An analysis of Karl Barth's understanding of male and female as co-humanity
LE3 .A278 1999
MacRae, Andrew D.
Master of Arts
Acadia Divinity College
This thesis examines and presents a critique of Karl Barth's doctrine of the male-female relationship. The pertinent texts are to be found primarily in three volumes of the Church Dogmatics within his doctrine of creation: III/1, III/2 and III/4. Through his analysis of the Genesis 1:26-31 and 2:21-25 creation stories, Barth sees the division of humanity into two sexes as fundamental to an understanding of God's purpose for humanity. This division into male and female is meant to inform us about ourselves and about our relationship with one another and with God.

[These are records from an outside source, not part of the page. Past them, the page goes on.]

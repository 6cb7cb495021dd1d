/*
[INPUT]:  API schema definitions and serde requirements
[OUTPUT]: Typed Rust enums with serialization support
[POS]:    Data layer - type definitions for API communication
[UPDATE]: When API schema changes or new types added
*/

use serde::{Deserialize, Serialize};

#[derive(Debug, Clone, Copy, PartialEq, Eq, Hash, Serialize, Deserialize)]
#[serde(rename_all = "SCREAMING_SNAKE_CASE")]
pub enum Side {
    Buy,
    Sell,
}

impl Side {
    /// Returns the opposite side.
    pub fn opposite(self) -> Side {
        match self {
            Side::Buy => Side::Sell,
            Side::Sell => Side::Buy,
        }
    }

    /// Sign of a position change driven by this side (+1 buy, -1 sell).
    pub fn signum(self) -> i32 {
        match self {
            Side::Buy => 1,
            Side::Sell => -1,
        }
    }
}

impl std::fmt::Display for Side {
    fn fmt(&self, f: &mut std::fmt::Formatter<'_>) -> std::fmt::Result {
        match self {
            Side::Buy => write!(f, "BUY"),
            Side::Sell => write!(f, "SELL"),
        }
    }
}

#[derive(Debug, Clone, Copy, PartialEq, Eq, Serialize, Deserialize)]
#[serde(rename_all = "SCREAMING_SNAKE_CASE")]
pub enum OrderType {
    Market,
    Limit,
    Stop,
    StopLimit,
}

#[derive(Debug, Clone, Copy, PartialEq, Eq, Serialize, Deserialize)]
pub enum TimeInForce {
    #[serde(rename = "GTC")]
    Gtc,
    #[serde(rename = "IOC")]
    Ioc,
    #[serde(rename = "FOK")]
    Fok,
    #[serde(rename = "GTX")]
    Gtx,
}

/// Position side reported by the venue. Single-position mode uses `Both`
/// exclusively; `Long`/`Short` only appear in hedge mode.
#[derive(Debug, Clone, Copy, PartialEq, Eq, Serialize, Deserialize)]
#[serde(rename_all = "SCREAMING_SNAKE_CASE")]
pub enum PositionSide {
    Both,
    Long,
    Short,
}

#[derive(Debug, Clone, Copy, PartialEq, Eq, Serialize, Deserialize)]
pub enum OrderStatus {
    #[serde(rename = "NEW")]
    New,
    #[serde(rename = "PARTIALLY_FILLED")]
    PartiallyFilled,
    #[serde(rename = "FILLED")]
    Filled,
    #[serde(rename = "CANCELED", alias = "CANCELLED")]
    Canceled,
    #[serde(rename = "REJECTED")]
    Rejected,
    #[serde(rename = "EXPIRED")]
    Expired,
}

Barth's ultimate concern is understanding humanity as a covenant partner in relationship with God. The true nature of humanity cannot be clearly seen in ourselves or others because of our sinful nature. The human creation is understood by looking to that which has been revealed about humanity in the true man Jesus. Barth's discussion of the creation of co-humanity and the relationship between man and woman covers three major areas. First, is the creation of humanity in the "image of God" as a sexually differentiated creature. Second, is our relationship as man and woman as an analogy of the triune being, the relationship between God and Israel and Jesus and the Church. The third, concerns God's command for us as men and women.